▸ How to complete this task
Where does the string "MeddlingStore" occur in the records below? Copy every line that holds it.

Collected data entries

^^^^

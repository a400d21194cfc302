//! Python bindings (PyO3)
//!
//! Exposes a `Simulator` class backed by an in-memory store:
//!
//! ```python
//! from delivery_simulator_core_rs import Simulator
//!
//! sim = Simulator(
//!     orders=[{"orderId": "O1", "valueRs": 500, "route": "R1", "createdAt": "2025-01-06T09:00:00Z"}],
//!     drivers=[{"id": "D1", "name": "Asha", "currentShiftHours": 0}],
//!     routes=[{"routeId": "R1", "distanceKm": 10, "trafficLevel": "Low", "baseTimeMin": 30}],
//! )
//! result = sim.run({"drivers": 1, "startTime": "09:00", "maxHours": 8})
//! print(result["totalProfit"], sim.driver_hours())
//! ```

pub mod simulator;
pub mod types;
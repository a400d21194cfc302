// A roster change between fetch and write-back aborts the run untouched.

use super::small_fleet;
use crate::models::{Driver, Order, Route};
use crate::orchestrator::{SimulationError, SimulationRequest, Simulator};
use crate::store::{InMemoryStore, RecordStore, StoreError};
use parking_lot::Mutex;

/// Store that changes D0's hours right before the second roster read
struct MeddlingStore {
    inner: InMemoryStore,
    driver_reads: Mutex<usize>,
}

impl RecordStore for MeddlingStore {
    fn fetch_orders(&self) -> Result<Vec<Order>, StoreError> {
        self.inner.fetch_orders()
    }

    fn fetch_drivers(&self) -> Result<Vec<Driver>, StoreError> {
        let mut reads = self.driver_reads.lock();
        *reads += 1;
        if *reads == 2 {
            self.inner.update_driver_hours("D0", 5.0)?;
        }
        self.inner.fetch_drivers()
    }

    fn fetch_routes(&self) -> Result<Vec<Route>, StoreError> {
        self.inner.fetch_routes()
    }

    fn update_driver_hours(&self, driver_id: &str, hours: f64) -> Result<(), StoreError> {
        self.inner.update_driver_hours(driver_id, hours)
    }
}

#[test]
fn test_external_change_aborts_persistence() {
    let store = MeddlingStore {
        inner: small_fleet(2, 2),
        driver_reads: Mutex::new(0),
    };
    let simulator = Simulator::new(store);

    let err = simulator
        .run(&SimulationRequest::new(2, "09:00", 8.0))
        .unwrap_err();
    assert!(matches!(err, SimulationError::RosterConflict { .. }));

    // The external write survives and nothing from the run was written
    let drivers = simulator.store().inner.fetch_drivers().unwrap();
    assert_eq!(drivers[0].current_shift_hours(), 5.0);
    assert_eq!(drivers[1].current_shift_hours(), 0.0);
}

#[test]
fn test_preview_skips_conflict_check() {
    let store = MeddlingStore {
        inner: small_fleet(1, 1),
        driver_reads: Mutex::new(0),
    };
    let simulator = Simulator::new(store);

    let report = simulator.preview(&SimulationRequest::new(1, "09:00", 8.0)).unwrap();
    assert!(!report.persisted);
    assert_eq!(*simulator.store().driver_reads.lock(), 1);
}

^^^^

▸ Response
struct MeddlingStore {
impl RecordStore for MeddlingStore {
    let store = MeddlingStore {
    let store = MeddlingStore {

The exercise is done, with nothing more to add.